A strange heat rises up my neck, mixed with a chill that runs down my back. My hands sweat, my neck tingles. The feeling from the other day, but more intense.
"Aurora," Lina whispers beside me.
"What?" I ask without taking my eyes off the screen.
"You're pale," she says. "More than yesterday. Which is saying something."
I try to laugh. It doesn't come out.
"I'm going to get some water," I murmur. "I'll be right back."
I don't wait for her response.
I get up so quickly that my chair hits the panel. I walk down the hallway without looking at Andrade's office area. I look at the tiles. One, two, three.
The smell gets stronger as I walk by. I don't know if he turns around, I don't want to check. My heart is pounding in my ears.

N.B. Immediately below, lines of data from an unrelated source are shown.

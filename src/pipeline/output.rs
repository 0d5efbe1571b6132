//! Output handling for assessment reports.

use crate::error::{Result, SbomQualityError};
use std::path::PathBuf;

/// Target for output - either stdout or a file
#[derive(Debug, Clone)]
pub enum OutputTarget {
    Stdout,
    File(PathBuf),
}

impl OutputTarget {
    /// Create output target from optional path
    #[must_use]
    pub fn from_option(path: Option<PathBuf>) -> Self {
        match path {
            Some(p) => OutputTarget::File(p),
            None => OutputTarget::Stdout,
        }
    }
}

/// Write content to the target (stdout or file)
pub fn write_output(content: &str, target: &OutputTarget, quiet: bool) -> Result<()> {
    match target {
        OutputTarget::Stdout => {
            println!("{content}");
            Ok(())
        }
        OutputTarget::File(path) => {
            std::fs::write(path, content).map_err(|e| SbomQualityError::io(path, e))?;
            if !quiet {
                tracing::info!("report written to {}", path.display());
            }
            Ok(())
        }
    }
}
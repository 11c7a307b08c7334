//! CLI argument definitions.

use clap::{Parser, Subcommand};
use std::path::PathBuf;

/// tether - provision and supervise a single service.
#[derive(Debug, Parser)]
#[command(name = "tether")]
#[command(author, version, about, long_about = None)]
#[command(propagate_version = true)]
pub struct Cli {
    /// Path to config file (overrides .tether/config.yml)
    #[arg(short, long, global = true)]
    pub config: Option<PathBuf>,

    /// Service working directory (overrides discovery from the current directory)
    #[arg(short, long, global = true)]
    pub project: Option<PathBuf>,

    /// Service port (overrides service.port)
    #[arg(long, global = true, env = "TETHER_PORT")]
    pub port: Option<u16>,

    /// Show per-package and per-check detail
    #[arg(short, long, global = true)]
    pub verbose: bool,

    /// Only print warnings, errors and requested data
    #[arg(short, long, global = true)]
    pub quiet: bool,

    /// Disable colored output
    #[arg(long, global = true)]
    pub no_color: bool,

    /// Enable debug logging
    #[arg(long, global = true)]
    pub debug: bool,

    #[command(subcommand)]
    pub command: Option<Commands>,
}

/// Available subcommands.
#[derive(Debug, Subcommand)]
pub enum Commands {
    /// Start the service (default health wait, PID file, port checks)
    Start(StartArgs),

    /// Stop the service
    Stop(StopArgs),

    /// Show service state (default if no command specified)
    Status(StatusArgs),

    /// Check system prerequisites
    Check(CheckArgs),

    /// Install missing system prerequisites
    Install(InstallArgs),

    /// Build the runtime environment and install the package manifest
    Setup(SetupArgs),
}

/// Arguments for the `start` command.
#[derive(Debug, Clone, Default, clap::Args)]
pub struct StartArgs {
    /// Answer confirmations with yes
    #[arg(short, long)]
    pub yes: bool,
}

/// Arguments for the `stop` command.
#[derive(Debug, Clone, Default, clap::Args)]
pub struct StopArgs {
    /// Answer confirmations with yes
    #[arg(short, long)]
    pub yes: bool,
}

/// Arguments for the `status` command.
#[derive(Debug, Clone, Default, clap::Args)]
pub struct StatusArgs {
    /// Output as JSON
    #[arg(long)]
    pub json: bool,
}

/// Arguments for the `check` command.
#[derive(Debug, Clone, Default, clap::Args)]
pub struct CheckArgs {
    /// Output as JSON
    #[arg(long)]
    pub json: bool,
}

/// Arguments for the `install` command.
#[derive(Debug, Clone, Default, clap::Args)]
pub struct InstallArgs {
    /// Run the plan without asking
    #[arg(short, long)]
    pub yes: bool,

    /// Print the plan and exit
    #[arg(long)]
    pub dry_run: bool,
}

/// Arguments for the `setup` command.
#[derive(Debug, Clone, Default, clap::Args)]
pub struct SetupArgs {
    /// Answer confirmations with yes
    #[arg(short, long)]
    pub yes: bool,

    /// Delete and rebuild an existing environment
    #[arg(long)]
    pub recreate: bool,

    /// Skip the package manifest
    #[arg(long)]
    pub no_install: bool,
}

#[cfg(test)]
mod tests {
    use super::*;
    use clap::CommandFactory;

    #[test]
    fn cli_definition_is_valid() {
        Cli::command().debug_assert();
    }

    #[test]
    fn parses_global_flags_after_subcommand() {
        let cli = Cli::try_parse_from(["tether", "start", "--yes", "--port", "8080", "-p", "/srv"])
            .unwrap();
        assert_eq!(cli.port, Some(8080));
        assert_eq!(cli.project, Some(PathBuf::from("/srv")));
        assert!(matches!(cli.command, Some(Commands::Start(StartArgs { yes: true }))));
    }

    #[test]
    fn no_subcommand_is_allowed() {
        let cli = Cli::try_parse_from(["tether"]).unwrap();
        assert!(cli.command.is_none());
    }

    #[test]
    fn setup_flags() {
        let cli = Cli::try_parse_from(["tether", "setup", "--recreate", "--no-install"]).unwrap();
        let Some(Commands::Setup(args)) = cli.command else {
            panic!("expected setup");
        };
        assert!(args.recreate);
        assert!(args.no_install);
        assert!(!args.yes);
    }

    #[test]
    fn rejects_invalid_port() {
        assert!(Cli::try_parse_from(["tether", "status", "--port", "70000"]).is_err());
    }
}
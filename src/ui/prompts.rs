//! Confirmations.

use console::Term;
use dialoguer::Confirm;

use crate::error::{Result, TetherError};

use super::{Confirmation, UserInterface};

fn map_dialoguer_err(e: dialoguer::Error) -> TetherError {
    TetherError::Io(e.into())
}

/// Ask on the terminal, defaulting to "no".
pub fn prompt_confirm(confirmation: &Confirmation, term: &Term) -> Result<bool> {
    Confirm::new()
        .with_prompt(&confirmation.question)
        .default(false)
        .interact_on(term)
        .map_err(map_dialoguer_err)
}

/// Answer a confirmation, honoring `--yes`.
pub fn confirm_action(
    ui: &mut dyn UserInterface,
    assume_yes: bool,
    confirmation: &Confirmation,
) -> Result<bool> {
    if assume_yes {
        tracing::debug!("Confirmation '{}' answered by --yes", confirmation.key);
        return Ok(true);
    }
    ui.confirm(confirmation)
}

I reach the emergency door at the end. I push it open and climb two flights of stairs until the noise becomes an echo.
It smells like dust and metal here. It's almost a relief.
I lean against the wall. I close my eyes. I inhale, exhale, count.
One, two, three, four.
My heart takes a while to calm down. The heat is still there, under my skin, as if I had a fever, but at the same time my hands feel cold.

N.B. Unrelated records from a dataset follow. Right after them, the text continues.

//! Single-service supervision.
//!
//! - [`service`] - the state machine behind `start`, `stop` and `status`
//! - [`pidfile`] - exclusive-create PID file lock
//! - [`identity`] - exact `(working_dir, script_path)` process matching
//! - [`process`] - process table and signals
//! - [`ports`] - listening port ownership
//! - [`health`] - HTTP liveness probe
//! - [`launcher`] - detached launch with log redirection

pub mod health;
pub mod identity;
pub mod launcher;
pub mod pidfile;
pub mod ports;
pub mod process;
pub mod service;
pub mod state;

pub use health::{HttpLiveness, LivenessCheck};
pub use identity::ServiceIdentity;
pub use launcher::{ChildLauncher, LaunchSpec, LaunchedProcess, Launcher};
pub use pidfile::{PidFile, PidFileContents, PidLock};
pub use ports::{ListenerTable, PortProbe, ProcListeners};
pub use process::{ProcessHost, ProcessInfo, Signal, SystemProcesses};
pub use service::{ServiceSupervisor, SupervisorSettings};
pub use state::{PortOwnership, StartOutcome, StatusReport, StopOutcome, SupervisorState};
//! `tether status`: report the service state without changing anything.

use crate::cli::args::StatusArgs;
use crate::error::{Result, TetherError};
use crate::supervisor::{StatusReport, SupervisorSettings};
use crate::ui::UserInterface;

use super::context::{CommandContext, SystemServices};
use super::dispatcher::{Command, CommandResult};

pub struct StatusCommand {
    context: CommandContext,
    args: StatusArgs,
}

impl StatusCommand {
    pub fn new(context: CommandContext, args: StatusArgs) -> Self {
        Self { context, args }
    }
}

impl Command for StatusCommand {
    fn execute(&self, ui: &mut dyn UserInterface) -> Result<CommandResult> {
        let config = self.context.load_config()?;
        let services = SystemServices::new(&config)?;
        let settings = SupervisorSettings::from_config(&config, self.context.project_root())?;
        let report = services.supervisor(settings).status()?;

        if self.args.json {
            let json = serde_json::to_string_pretty(&report)
                .map_err(|e| TetherError::Other(e.into()))?;
            ui.emit_json(&json);
        } else {
            show_report(ui, &config.service.name, &report);
        }
        Ok(CommandResult::success())
    }
}

fn show_report(ui: &mut dyn UserInterface, name: &str, report: &StatusReport) {
    ui.show_header(name);
    ui.message(&format!("  State:  {}", report.state));
    if let Some(pid) = report.pid {
        ui.message(&format!("  PID:    {}", pid));
    }
    ui.message(&format!("  Port:   {}", report.port));
    if let Some(started_at) = &report.started_at {
        ui.message(&format!("  Since:  {}", started_at));
    }
    match report.healthy {
        Some(true) => ui.message(&format!("  Health: ok ({})", report.health_url)),
        Some(false) => ui.message(&format!("  Health: not answering ({})", report.health_url)),
        None => {}
    }
    if let Some(detail) = &report.detail {
        ui.message(&format!("  Detail: {}", detail));
    }

    match report.state.as_str() {
        "STOPPED" => ui.show_hint("tether start"),
        "STALE_PID" => ui.show_hint("tether start (the stale PID file is removed automatically)"),
        "FOREIGN_RUNNING" => ui.show_hint("tether stop, then tether start, to track it"),
        "PORT_CONFLICT" => ui.show_hint("free the port or set service.port / --port"),
        _ => {}
    }
}

#[cfg(test)]
mod tests {
    use super::*;
    use crate::cli::commands::context::free_port;
    use crate::ui::MockUI;
    use std::fs;
    use tempfile::TempDir;

    fn context(temp: &TempDir) -> CommandContext {
        let mut ctx = CommandContext::new(temp.path());
        ctx.port = Some(free_port());
        ctx
    }

    #[test]
    fn empty_directory_is_stopped() {
        let temp = TempDir::new().unwrap();
        let mut ui = MockUI::new();

        let result = StatusCommand::new(context(&temp), StatusArgs::default())
            .execute(&mut ui)
            .unwrap();

        assert!(result.success);
        assert!(ui.has_message("State:  STOPPED"));
        assert!(ui.has_hint("tether start"));
        assert!(!temp.path().join(".tether").exists());
    }

    #[test]
    fn stale_pid_file_is_reported_and_kept() {
        let temp = TempDir::new().unwrap();
        fs::create_dir_all(temp.path().join(".tether")).unwrap();
        // Above the default pid_max.
        fs::write(temp.path().join(".tether/service.pid"), "4194320\n").unwrap();
        let mut ui = MockUI::new();

        StatusCommand::new(context(&temp), StatusArgs::default())
            .execute(&mut ui)
            .unwrap();

        assert!(ui.has_message("STALE_PID"));
        assert!(temp.path().join(".tether/service.pid").exists());
    }

    #[test]
    fn json_output() {
        let temp = TempDir::new().unwrap();
        let mut ui = MockUI::new();

        StatusCommand::new(context(&temp), StatusArgs { json: true })
            .execute(&mut ui)
            .unwrap();

        let value: serde_json::Value = serde_json::from_str(&ui.json()[0]).unwrap();
        assert_eq!(value["state"], "STOPPED");
        assert!(ui.messages().is_empty());
    }
}
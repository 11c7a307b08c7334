//! Supervisor states and transition outcomes.

use serde::Serialize;
use std::fmt;
use std::path::PathBuf;

/// Who holds the service port.
#[derive(Debug, Clone, PartialEq, Eq, Serialize)]
pub struct PortOwnership {
    pub port: u16,
    /// `None` when the owner is not visible to this user.
    #[serde(skip_serializing_if = "Option::is_none")]
    pub owner_pid: Option<u32>,
    #[serde(skip_serializing_if = "Option::is_none")]
    pub owner_command: Option<String>,
    /// The owner has this service's identity.
    pub is_self: bool,
}

impl PortOwnership {
    /// Owner description for messages.
    pub fn describe(&self) -> String {
        match (self.owner_pid, &self.owner_command) {
            (Some(pid), Some(cmd)) if !cmd.is_empty() => format!("pid {}: {}", pid, cmd),
            (Some(pid), _) => format!("pid {}", pid),
            (None, _) => "owner not visible to this user".to_string(),
        }
    }
}

/// What the supervisor observed.
#[derive(Debug, Clone, PartialEq, Eq)]
pub enum SupervisorState {
    Stopped,
    /// Another invocation holds the PID file lock.
    Starting,
    Running {
        pid: u32,
    },
    /// PID file present but its process is gone or is something else.
    StalePid {
        pid: Option<u32>,
        reason: String,
    },
    PortConflict(PortOwnership),
    /// The service runs without a PID file tracking it.
    ForeignRunning {
        pid: u32,
    },
}

impl SupervisorState {
    pub fn name(&self) -> &'static str {
        match self {
            SupervisorState::Stopped => "STOPPED",
            SupervisorState::Starting => "STARTING",
            SupervisorState::Running { .. } => "RUNNING",
            SupervisorState::StalePid { .. } => "STALE_PID",
            SupervisorState::PortConflict(_) => "PORT_CONFLICT",
            SupervisorState::ForeignRunning { .. } => "FOREIGN_RUNNING",
        }
    }

    pub fn pid(&self) -> Option<u32> {
        match self {
            SupervisorState::Running { pid } | SupervisorState::ForeignRunning { pid } => Some(*pid),
            SupervisorState::StalePid { pid, .. } => *pid,
            SupervisorState::PortConflict(ownership) => ownership.owner_pid,
            SupervisorState::Stopped | SupervisorState::Starting => None,
        }
    }

    /// Whether a service process is up, tracked or not.
    pub fn is_running(&self) -> bool {
        matches!(
            self,
            SupervisorState::Running { .. } | SupervisorState::ForeignRunning { .. }
        )
    }
}

impl fmt::Display for SupervisorState {
    fn fmt(&self, f: &mut fmt::Formatter<'_>) -> fmt::Result {
        f.write_str(self.name())
    }
}

/// Result of `status`.
#[derive(Debug, Clone, Serialize)]
pub struct StatusReport {
    pub state: String,
    #[serde(skip_serializing_if = "Option::is_none")]
    pub pid: Option<u32>,
    pub port: u16,
    /// `None` unless a service process is up.
    #[serde(skip_serializing_if = "Option::is_none")]
    pub healthy: Option<bool>,
    pub health_url: String,
    pub pid_file: PathBuf,
    /// PID file modification time, for a tracked instance.
    #[serde(skip_serializing_if = "Option::is_none")]
    pub started_at: Option<String>,
    #[serde(skip_serializing_if = "Option::is_none")]
    pub detail: Option<String>,
}

impl StatusReport {
    pub fn new(
        state: &SupervisorState,
        port: u16,
        healthy: Option<bool>,
        health_url: String,
        pid_file: PathBuf,
    ) -> Self {
        let detail = match state {
            SupervisorState::StalePid { reason, .. } => Some(reason.clone()),
            SupervisorState::PortConflict(ownership) => Some(ownership.describe()),
            SupervisorState::ForeignRunning { .. } => {
                Some("running without a PID file".to_string())
            }
            SupervisorState::Starting => Some("another start holds the PID file".to_string()),
            SupervisorState::Stopped | SupervisorState::Running { .. } => None,
        };
        Self {
            state: state.name().to_string(),
            pid: state.pid(),
            port,
            healthy,
            health_url,
            pid_file,
            started_at: None,
            detail,
        }
    }
}

/// Result of `start`.
#[derive(Debug, Clone, Copy, PartialEq, Eq)]
pub enum StartOutcome {
    /// Launched. `healthy` is false when the grace window ran out first.
    Started { pid: u32, healthy: bool },
    AlreadyRunning { pid: u32 },
}

/// Result of `stop`.
#[derive(Debug, Clone, Copy, PartialEq, Eq)]
pub enum StopOutcome {
    /// Terminated. `forced` when SIGKILL was needed.
    Stopped { pid: u32, forced: bool },
    NotRunning,
    /// Only a stale PID file was found and removed.
    CleanedStale { pid: Option<u32> },
}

"It can't just be stress," I whisper.
The door opens slightly.
"I knew you'd come here," says Lina, poking her head in.
"I'm not hiding," I reply.
She laughs.
"Of course not. You're... appreciating the internal architecture," she says, coming in and sitting on the step in front of me.

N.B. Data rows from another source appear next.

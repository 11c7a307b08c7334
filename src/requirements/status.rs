//! Result of probing a single prerequisite.

use serde::Serialize;

/// Outcome of checking one system prerequisite.
///
/// Recomputed on every probe; never cached or persisted.
#[derive(Debug, Clone, PartialEq, Eq, Serialize)]
pub struct DependencyCheckResult {
    /// Requirement name from the catalog.
    pub name: String,
    /// Whether the service cannot run without it.
    pub required: bool,
    /// Whether it was found (possibly via an acceptable alternative).
    pub present: bool,
    /// Detected version, if the tool reports one.
    #[serde(skip_serializing_if = "Option::is_none")]
    pub version: Option<String>,
    /// What the operator should do when it is missing.
    pub remediation: String,
    /// Set when an alternative satisfied the requirement.
    #[serde(skip_serializing_if = "Option::is_none")]
    pub caveat: Option<String>,
}

impl DependencyCheckResult {
    /// A requirement that was found.
    pub fn present(name: &str, required: bool, version: Option<String>) -> Self {
        Self {
            name: name.to_string(),
            required,
            present: true,
            version,
            remediation: String::new(),
            caveat: None,
        }
    }

    /// A requirement that was not found.
    pub fn missing(name: &str, required: bool, remediation: impl Into<String>) -> Self {
        Self {
            name: name.to_string(),
            required,
            present: false,
            version: None,
            remediation: remediation.into(),
            caveat: None,
        }
    }

    /// Attach a version to the result.
    pub fn with_version(mut self, version: Option<String>) -> Self {
        self.version = version;
        self
    }

    /// Attach a caveat to a present result.
    pub fn with_caveat(mut self, caveat: impl Into<String>) -> Self {
        self.caveat = Some(caveat.into());
        self
    }

    /// Whether the check blocks the service from running.
    pub fn is_blocking(&self) -> bool {
        self.required && !self.present
    }
}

She looks at me for a moment.
"Panic attack or an upgraded version of the other day?" she asks.
"I don't know," I admit. "Everything is very intense. Smells, noises, lights. And when he's around... it gets worse."
I don't say his name, but I don't need to.
Lina nods slowly, as if a piece has fallen into place.
"I'm not a doctor," she says. "But this doesn't just sound like 'new job' to me anymore. You should get checked out."
"At the company infirmary?" I ask.
Just thinking about the medical clause makes my stomach churn.
"Someone who works for you, not for the tower," she replies.
But I know that's hard, so at the very least, don't do it alone. If you go to the infirmary, I want to know what they say. Just in case some system decides to 'forget' parts.
I look at her.
"Why do you care so much?" I ask.
She shrugs.
"Because I'm too sensitive to ignore when someone is breaking down next to me," she says. And because since you arrived, this floor smells different. I'm curious to see what it will become.
My phone vibrates.
I take it out of my pocket. New email.
"Subject: Medical checkup — Vega. Please report to the infirmary, 15th floor. Instruction registered by Management."
The dizziness returns, different.
Lina looks at the screen over my shoulder.
"Well," she murmurs. "Looks like someone else thinks you should see a doctor too."
I don't know what worries me more: that something in my body is becoming unmanageable...
Or that, even before I said anything, he had already given the order to have me checked out.